Although nearly 80 percent of female victims of intimate partner violence visit emergency departments for medical complaints, as many as 72 percent are not identified as victims of abuse. Of those who are, very few are offered adequate support, according to Dr. Karin Rhodes, from the University of Pennsylvania in the US, and her colleagues.
Their work appears online this week in the Journal of General Internal Medicine, published by Springer.

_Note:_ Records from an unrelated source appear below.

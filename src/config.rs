//! Configuration module for stageload
//!
//! Connection parameters for the warehouse and the object store, the
//! per-object metadata options applied to staged uploads, and the binary's
//! application configuration. These are plain values: the caller builds
//! them (from arguments, environment, or code) and hands them to the clients.

use std::collections::BTreeMap;

use crate::error::StageResult;
use crate::statement::Authorization;

/// Default warehouse port
pub const DEFAULT_PORT: u16 = 5439;

/// Default TLS mode for warehouse connections
pub const DEFAULT_SSL_MODE: &str = "prefer";

/// Warehouse connection parameters
#[derive(Clone)]
pub struct WarehouseConfig {
    pub host: String,
    pub port: u16,
    pub dbname: String,
    pub user: String,
    pub password: Option<String>,
    /// `disable`, `prefer` or `require`
    pub ssl_mode: String,
}

fn default_ssl_mode() -> String {
    DEFAULT_SSL_MODE.to_string()
}

impl WarehouseConfig {
    pub fn new(host: &str, dbname: &str, user: &str) -> Self {
        WarehouseConfig {
            host: host.to_string(),
            port: DEFAULT_PORT,
            dbname: dbname.to_string(),
            user: user.to_string(),
            password: None,
            ssl_mode: default_ssl_mode(),
        }
    }
}

impl std::fmt::Debug for WarehouseConfig {
    fn fmt(&self, f: &mut std::fmt::Formatter<'_>) -> std::fmt::Result {
        f.debug_struct("WarehouseConfig")
            .field("host", &self.host)
            .field("port", &self.port)
            .field("dbname", &self.dbname)
            .field("user", &self.user)
            .field("password", &self.password.as_ref().map(|_| "<redacted>"))
            .field("ssl_mode", &self.ssl_mode)
            .finish()
    }
}

/// Object store parameters
///
/// The same credentials are used for the upload and, through the bulk-load
/// authorization clause, by the warehouse when it reads the staged object.
#[derive(Clone, Default)]
pub struct StoreConfig {
    pub bucket: String,
    /// Key prefix under which objects are staged, without a trailing slash
    pub prefix: Option<String>,
    pub access_key_id: Option<String>,
    pub secret_access_key: Option<String>,
    pub session_token: Option<String>,
    /// Role the warehouse assumes when no access key pair is configured
    pub iam_role: Option<String>,
    pub region: Option<String>,
    /// Custom endpoint for S3-compatible stores
    pub endpoint: Option<String>,
    pub allow_http: bool,
}

impl StoreConfig {
    pub fn new(bucket: &str) -> Self {
        StoreConfig {
            bucket: bucket.to_string(),
            ..Default::default()
        }
    }

    /// The authorization clause the warehouse uses to read staged objects
    pub fn authorization(&self) -> StageResult<Authorization> {
        Authorization::from_credentials(
            self.access_key_id.as_deref(),
            self.secret_access_key.as_deref(),
            self.session_token.as_deref(),
            self.iam_role.as_deref(),
        )
    }

    /// Prefix with surrounding slashes removed; `None` when empty
    pub fn normalized_prefix(&self) -> Option<&str> {
        self.prefix
            .as_deref()
            .map(|p| p.trim_matches('/'))
            .filter(|p| !p.is_empty())
    }
}

impl std::fmt::Debug for StoreConfig {
    fn fmt(&self, f: &mut std::fmt::Formatter<'_>) -> std::fmt::Result {
        let redact = |v: &Option<String>| v.as_ref().map(|_| "<redacted>");
        f.debug_struct("StoreConfig")
            .field("bucket", &self.bucket)
            .field("prefix", &self.prefix)
            .field("access_key_id", &self.access_key_id)
            .field("secret_access_key", &redact(&self.secret_access_key))
            .field("session_token", &redact(&self.session_token))
            .field("iam_role", &self.iam_role)
            .field("region", &self.region)
            .field("endpoint", &self.endpoint)
            .field("allow_http", &self.allow_http)
            .finish()
    }
}

/// Metadata applied to each staged object
///
/// Every supported option is listed here; nothing is passed through to the
/// store unchecked.
#[derive(Debug, Clone, PartialEq, Eq)]
pub struct ObjectOptions {
    pub content_type: Option<String>,
    pub content_encoding: Option<String>,
    pub content_disposition: Option<String>,
    pub content_language: Option<String>,
    pub cache_control: Option<String>,
    /// User-defined metadata
    pub metadata: BTreeMap<String, String>,
    /// Object tags
    pub tags: BTreeMap<String, String>,
}

impl Default for ObjectOptions {
    fn default() -> Self {
        ObjectOptions {
            content_type: Some("text/csv".to_string()),
            content_encoding: None,
            content_disposition: None,
            content_language: None,
            cache_control: None,
            metadata: BTreeMap::new(),
            tags: BTreeMap::new(),
        }
    }
}

/// Application configuration for the binary
///
/// Created at startup from the parsed arguments and passed to the command
/// handlers, so no component reads global state.
#[derive(Debug, Clone)]
pub struct AppConfig {
    /// Whether to show verbose output
    verbose: bool,

    warehouse: WarehouseConfig,

    store: StoreConfig,
}

impl AppConfig {
    pub fn new(verbose: bool, warehouse: WarehouseConfig, store: StoreConfig) -> Self {
        Self {
            verbose,
            warehouse,
            store,
        }
    }

    /// Get the verbose flag
    pub fn verbose(&self) -> bool {
        self.verbose
    }

    pub fn warehouse(&self) -> &WarehouseConfig {
        &self.warehouse
    }

    pub fn store(&self) -> &StoreConfig {
        &self.store
    }
}
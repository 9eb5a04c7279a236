//! CSV handling module for stageload
//!
//! This module converts tables to and from delimited text. It provides:
//!
//! - Encoding a table as CSV bytes with a configurable delimiter and quote character
//! - Writing a local copy of the encoded data
//! - Loading a local CSV file into a table with per-cell type inference
//!
//! The header row is always written, which is why the bulk-load statement
//! skips exactly one line.

use std::fs::File;
use std::io::{BufReader, BufWriter, Read, Write};
use std::path::Path;

use crate::error::{StageError, StageResult};
use crate::table::{Table, Value};

/// Encodes and decodes tables as delimiter-separated text
#[derive(Debug, Clone, Copy)]
pub struct CsvHandler {
    delimiter: u8,
    quote: u8,
}

impl Default for CsvHandler {
    fn default() -> Self {
        CsvHandler {
            delimiter: b',',
            quote: b'"',
        }
    }
}

/// Convert a single-character option to the byte the csv crate expects
///
/// `\t` written out as two characters is accepted for tab.
pub fn single_byte(option: &str, value: &str) -> StageResult<u8> {
    if value == "\\t" {
        return Ok(b'\t');
    }
    match value.as_bytes() {
        [byte] if byte.is_ascii() => Ok(*byte),
        _ => Err(StageError::Configuration(format!(
            "invalid {}: '{}'. Must be a single ASCII character.",
            option, value
        ))),
    }
}

impl CsvHandler {
    /// Create a handler for the given delimiter and quote character
    ///
    /// # Returns
    /// * `Ok(CsvHandler)` if both are single ASCII characters
    /// * `Err(Configuration)` otherwise
    pub fn new(delimiter: &str, quote: &str) -> StageResult<Self> {
        let delimiter = single_byte("delimiter", delimiter)?;
        let quote = single_byte("quote character", quote)?;
        if delimiter == quote {
            return Err(StageError::Configuration(
                "delimiter and quote character must differ".to_string(),
            ));
        }
        Ok(CsvHandler { delimiter, quote })
    }

    pub fn delimiter(&self) -> char {
        self.delimiter as char
    }

    pub fn quote(&self) -> char {
        self.quote as char
    }

    /// Write a header row followed by every row of the table
    ///
    /// `header` supplies the column names to write, which lets the caller
    /// emit normalized names without copying the table.
    pub fn write_table<W: Write>(&self, table: &Table, header: &[String], writer: W) -> StageResult<()> {
        if header.len() != table.column_count() {
            return Err(StageError::InvalidRow(format!(
                "header has {} names, but the table has {} columns",
                header.len(),
                table.column_count()
            )));
        }

        let mut csv_writer = csv::WriterBuilder::new()
            .delimiter(self.delimiter)
            .quote(self.quote)
            .from_writer(writer);

        csv_writer.write_record(header)?;

        for row in table.rows() {
            csv_writer.write_record(row.iter().map(Value::to_field))?;
        }

        csv_writer.flush()?;
        Ok(())
    }

    /// Encode the table into an in-memory buffer
    pub fn to_bytes(&self, table: &Table, header: &[String]) -> StageResult<Vec<u8>> {
        let mut buffer = Vec::new();
        self.write_table(table, header, &mut buffer)?;
        Ok(buffer)
    }

    /// Write already-encoded bytes to a local file
    pub fn save_local(&self, bytes: &[u8], path: &Path) -> StageResult<()> {
        let mut writer = BufWriter::new(File::create(path)?);
        writer.write_all(bytes)?;
        writer.flush()?;
        Ok(())
    }

    /// Read delimited text with a header row into a table
    ///
    /// Each cell's type is inferred independently; column types are inferred
    /// later from the values a column ends up holding.
    pub fn read_table<R: Read>(&self, reader: R) -> StageResult<Table> {
        let mut csv_reader = csv::ReaderBuilder::new()
            .has_headers(true)
            .delimiter(self.delimiter)
            .quote(self.quote)
            .from_reader(reader);

        let headers = csv_reader
            .headers()?
            .iter()
            .map(|s| s.to_string())
            .collect::<Vec<_>>();

        let mut table = Table::new(headers);

        for result in csv_reader.records() {
            let record = result?;
            let row = record.iter().map(Value::from).collect();
            table.add_row(row)?;
        }

        Ok(table)
    }

    /// Load a local CSV file into a table
    pub fn load_csv(&self, path: &Path) -> StageResult<Table> {
        let file = File::open(path)?;
        self.read_table(BufReader::new(file))
    }
}
//! Export pipeline
//!
//! Moves one table into the warehouse in a fixed order:
//!
//! 1. Validate column names
//! 2. Serialize the table as CSV (optionally keeping a local copy)
//! 3. Stage the CSV bytes in the object store under a fresh key
//! 4. Define the table (drop + create) unless appending
//! 5. Load the staged object with a bulk-load statement
//! 6. Commit
//!
//! Steps 1 and the statement building of step 4 happen in
//! [`ExportPlan::prepare`], so naming and configuration errors are reported
//! before any I/O. A failed statement rolls the transaction back and the
//! original error is returned. The staged object is left in place unless
//! [`ExportOptions::cleanup_on_failure`] is set.

use std::path::PathBuf;

use serde::Serialize;
use tracing::{error, info, warn};

use crate::config::ObjectOptions;
use crate::csv_handler::CsvHandler;
use crate::error::{StageError, StageResult};
use crate::staging::{StagedObject, StagingStore};
use crate::statement::{drop_table_sql, CopyFormat, CopyStatement, CreateTable, TableLayout};
use crate::table::Table;
use crate::validator::normalize_columns;
use crate::warehouse::Warehouse;

/// Options for a single export
#[derive(Debug, Clone)]
pub struct ExportOptions {
    /// Warehouse types, one per column; inferred from the data when absent
    pub column_types: Option<Vec<String>>,
    /// Where to keep a local copy of the encoded CSV
    pub local_copy: Option<PathBuf>,
    pub delimiter: String,
    pub quote: String,
    pub date_format: String,
    pub time_format: String,
    pub region: Option<String>,
    /// Load into the existing table instead of recreating it
    pub append: bool,
    pub layout: TableLayout,
    pub object_options: ObjectOptions,
    /// Delete the staged object when the load fails
    pub cleanup_on_failure: bool,
}

impl Default for ExportOptions {
    fn default() -> Self {
        ExportOptions {
            column_types: None,
            local_copy: None,
            delimiter: ",".to_string(),
            quote: "\"".to_string(),
            date_format: "auto".to_string(),
            time_format: "auto".to_string(),
            region: None,
            append: false,
            layout: TableLayout::default(),
            object_options: ObjectOptions::default(),
            cleanup_on_failure: false,
        }
    }
}

/// Outcome of a successful export
#[derive(Debug, Clone, Serialize)]
pub struct ExportReport {
    pub table: String,
    pub staged: StagedObject,
    pub rows: usize,
    /// Statements issued, in order, with secrets redacted
    pub statements: Vec<String>,
}

/// A validated export, ready to run
#[derive(Debug)]
pub struct ExportPlan<'a> {
    data: &'a Table,
    table_name: String,
    columns: Vec<String>,
    create: Option<CreateTable>,
    csv: CsvHandler,
    options: ExportOptions,
}

impl<'a> ExportPlan<'a> {
    /// Validate the table and options without touching the network
    ///
    /// # Returns
    /// * `Err(NameConflict)` / `Err(DuplicateColumn)` for bad column names
    /// * `Err(Configuration)` for bad layout hints, mismatched column types,
    ///   or an invalid delimiter or quote character
    pub fn prepare(data: &'a Table, table_name: &str, options: ExportOptions) -> StageResult<Self> {
        let columns = normalize_columns(&data.column_names())?;
        let csv = CsvHandler::new(&options.delimiter, &options.quote)?;

        if table_name.trim().is_empty() {
            return Err(StageError::Configuration("table name is empty".to_string()));
        }

        let sql_types = match &options.column_types {
            Some(types) if types.len() != columns.len() => {
                return Err(StageError::Configuration(format!(
                    "{} column types given for {} columns",
                    types.len(),
                    columns.len()
                )))
            }
            Some(types) => types.clone(),
            None => data
                .column_types()
                .iter()
                .map(|t| t.sql_type().to_string())
                .collect(),
        };

        let create = if options.append {
            None
        } else {
            let definitions = columns.iter().cloned().zip(sql_types).collect();
            Some(CreateTable::new(table_name, definitions, &options.layout)?)
        };

        Ok(ExportPlan {
            data,
            table_name: table_name.to_string(),
            columns,
            create,
            csv,
            options,
        })
    }

    /// Normalized column names, in order
    pub fn columns(&self) -> &[String] {
        &self.columns
    }

    /// The CREATE TABLE statement, when the export recreates the table
    pub fn create_statement(&self) -> Option<String> {
        self.create.as_ref().map(CreateTable::to_sql)
    }

    /// Run the export against a warehouse and a staging store
    pub fn run<W: Warehouse + ?Sized>(
        self,
        warehouse: &mut W,
        staging: &StagingStore,
    ) -> StageResult<ExportReport> {
        let authorization = staging.authorization()?.clone();

        info!(table = %self.table_name, rows = self.data.row_count(), "serializing table");
        let bytes = self.csv.to_bytes(self.data, &self.columns)?;
        if let Some(path) = &self.options.local_copy {
            self.csv.save_local(&bytes, path)?;
            info!(path = %path.display(), "saved local copy");
        }

        let key = staging.key_for(&self.table_name);
        let staged = staging.put(&key, bytes, &self.options.object_options)?;
        info!(uri = %staged.uri, size = staged.size, "staged table data");

        let copy = CopyStatement {
            table: self.table_name.clone(),
            source_uri: staged.uri.clone(),
            format: CopyFormat {
                delimiter: self.csv.delimiter(),
                quote: self.csv.quote(),
                date_format: self.options.date_format.clone(),
                time_format: self.options.time_format.clone(),
                region: self.options.region.clone(),
            },
            authorization,
        };

        let mut statements = Vec::new();
        if let Err(err) = self.load(warehouse, &copy, &mut statements) {
            error!(table = %self.table_name, error = %err, "export failed, rolling back");
            if let Err(rollback_err) = warehouse.rollback() {
                error!(error = %rollback_err, "rollback failed");
            }
            self.handle_orphan(staging, &staged);
            return Err(err);
        }

        info!(table = %self.table_name, "export committed");
        Ok(ExportReport {
            table: self.table_name,
            staged,
            rows: self.data.row_count(),
            statements,
        })
    }

    fn load<W: Warehouse + ?Sized>(
        &self,
        warehouse: &mut W,
        copy: &CopyStatement,
        statements: &mut Vec<String>,
    ) -> StageResult<()> {
        let mut issue = |sql: String, logged: String| -> StageResult<()> {
            info!(statement = %logged, "executing");
            warehouse.execute(&sql)?;
            statements.push(logged);
            Ok(())
        };

        if let Some(create) = &self.create {
            let drop = drop_table_sql(create.name());
            issue(drop.clone(), drop)?;
            let sql = create.to_sql();
            issue(sql.clone(), sql)?;
        }

        issue(copy.to_sql(), copy.redacted())?;
        warehouse.commit()?;
        statements.push("COMMIT".to_string());
        Ok(())
    }

    fn handle_orphan(&self, staging: &StagingStore, staged: &StagedObject) {
        if !self.options.cleanup_on_failure {
            warn!(uri = %staged.uri, "staged object left in place after failed load");
            return;
        }
        match staging.delete(&staged.key) {
            Ok(()) => info!(uri = %staged.uri, "removed staged object"),
            Err(err) => warn!(uri = %staged.uri, error = %err, "could not remove staged object"),
        }
    }
}

/// Validate, stage, define, load and commit `data` as `table_name`
pub fn export_table<W: Warehouse + ?Sized>(
    warehouse: &mut W,
    staging: &StagingStore,
    data: &Table,
    table_name: &str,
    options: ExportOptions,
) -> StageResult<ExportReport> {
    ExportPlan::prepare(data, table_name, options)?.run(warehouse, staging)
}
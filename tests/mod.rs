//! Top-level test module for stageload
//!
//! This file organizes the library tests into categories.

mod csv_handler;
mod pipeline;
mod script;
mod validator;
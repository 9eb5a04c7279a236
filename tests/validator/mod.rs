use stageload::error::StageError;
use stageload::table::{Column, ColumnType, Table};
use stageload::validator::{is_reserved, normalize_columns, normalize_name, validate_column_names};

#[test]
fn test_normalization_is_idempotent_for_mixed_case() {
    let names = ["CustomerID", "Order Date", "TOTAL", "mixedCase", "Line\tItem"];
    for name in names {
        let once = normalize_name(name);
        assert_eq!(normalize_name(&once), once);
        assert!(!once.chars().any(|c| c.is_uppercase()));
    }
}

#[test]
fn test_bundled_list_covers_common_keywords() {
    for word in ["select", "FROM", "Where", "order", "user", "group"] {
        assert!(is_reserved(word), "{word} should be reserved");
    }
    assert!(!is_reserved("customer_id"));
}

#[test]
fn test_reserved_word_in_any_position() {
    let err = normalize_columns(&["id", "amount", "ORDER"]).unwrap_err();
    assert!(matches!(err, StageError::NameConflict { column } if column == "order"));
}

#[test]
fn test_declared_types_survive_validation() {
    let table = Table::with_columns(vec![
        Column::typed("ID", ColumnType::Integer),
        Column::new("Label"),
    ]);
    let table = validate_column_names(table).unwrap();
    assert_eq!(table.column_names(), vec!["id", "label"]);
    assert_eq!(table.columns()[0].declared_type, Some(ColumnType::Integer));
}
//! Error handling for stageload
//!
//! This module defines the error type shared by every stage of an export.
//! Variants follow the order in which a failure can occur: naming problems
//! are found before any I/O, configuration problems before any statement is
//! issued, and remote failures last.
//!
//! The module uses thiserror to minimize boilerplate code and create
//! a consistent error handling approach throughout the codebase.

use thiserror::Error;

/// StageError represents all possible errors that can occur in stageload
#[derive(Error, Debug)]
pub enum StageError {
    /// A column name collides with a warehouse reserved word
    #[error("column name '{column}' is a reserved word in the warehouse")]
    NameConflict { column: String },

    /// Two columns normalize to the same lowercase name
    #[error("column name '{column}' appears more than once after normalization")]
    DuplicateColumn { column: String },

    /// Invalid combination of options, layout hints or credentials
    #[error("Configuration error: {0}")]
    Configuration(String),

    /// The warehouse rejected a statement or the connection failed
    #[error("Warehouse error: {0}")]
    RemoteExecution(#[from] sqlx::Error),

    /// The object store rejected a transfer
    #[error("Object store error: {0}")]
    Transfer(#[from] object_store::Error),

    /// An object key could not be turned into a store path
    #[error("Invalid object key: {0}")]
    ObjectKey(#[from] object_store::path::Error),

    /// Error while encoding or decoding delimited data
    #[error("CSV error: {0}")]
    Csv(#[from] csv::Error),

    /// Error during file system operations (local copies, CSV input)
    #[error("I/O error: {0}")]
    Io(#[from] std::io::Error),

    /// A SQL script could not be split into statements
    #[error("SQL tokenizer error: {0}")]
    Tokenize(String),

    /// A row does not match the shape of its table
    #[error("Invalid row: {0}")]
    InvalidRow(String),
}

impl From<sqlparser::tokenizer::TokenizerError> for StageError {
    fn from(err: sqlparser::tokenizer::TokenizerError) -> Self {
        StageError::Tokenize(err.to_string())
    }
}

/// Result type alias for operations that can produce a StageError
pub type StageResult<T> = std::result::Result<T, StageError>;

Emergency departments have mandated protocols for intimate partner violence screening and intervention. Rhodes and team assessed how effective the emergency department providers were at identifying cases of domestic abuse, which characteristics of the victim made her more likely to be identified as a victim, and what support was provided when partner violence was identified.
The researchers examined all emergency department visits and intimate partner violence-related police events over a four-year period (1999-2002). The study took place within eight emergency departments, twelve police jurisdictions, and the prosecuting attorney's office, in a semi-rural Midwestern county in the US.
A total of 993 female victims of domestic violence generated 3,246 related police incidents over the four-year period. Approximately 80 percent went to emergency departments after the date of the documented incident. Nearly 80 percent of them came with medical complaints and 72 percent were never identified as victims of abuse, even though, on average, these women visited the emergency department seven times over the study period. Women who had filed a police complaint that day, or been taken to the hospital by the police, those who self-disclosed domestic assault, and those who had mental health and substance abuse issues, were more likely to be identified as victims of intimate partner violence.
When victims were identified, the emergency department response included legally useful documentation 86 percent of the time, police contact 50 percent of the time and a social worker 45 percent of the time. Unfortunately, only 33 percent of the time did providers assess whether the victim had a safe place to go and only 25 percent of identified victims were referred to domestic violence services.
The authors conclude: "Our work shows that the majority of police-identified intimate partner violence victims frequently use the emergency department for health care, but they are unlikely to be identified or receive any intervention in that setting. Current screening practices for intimate partner violence victims are ineffective and policy-driven interventions for identified victims are, at best, erratically implemented."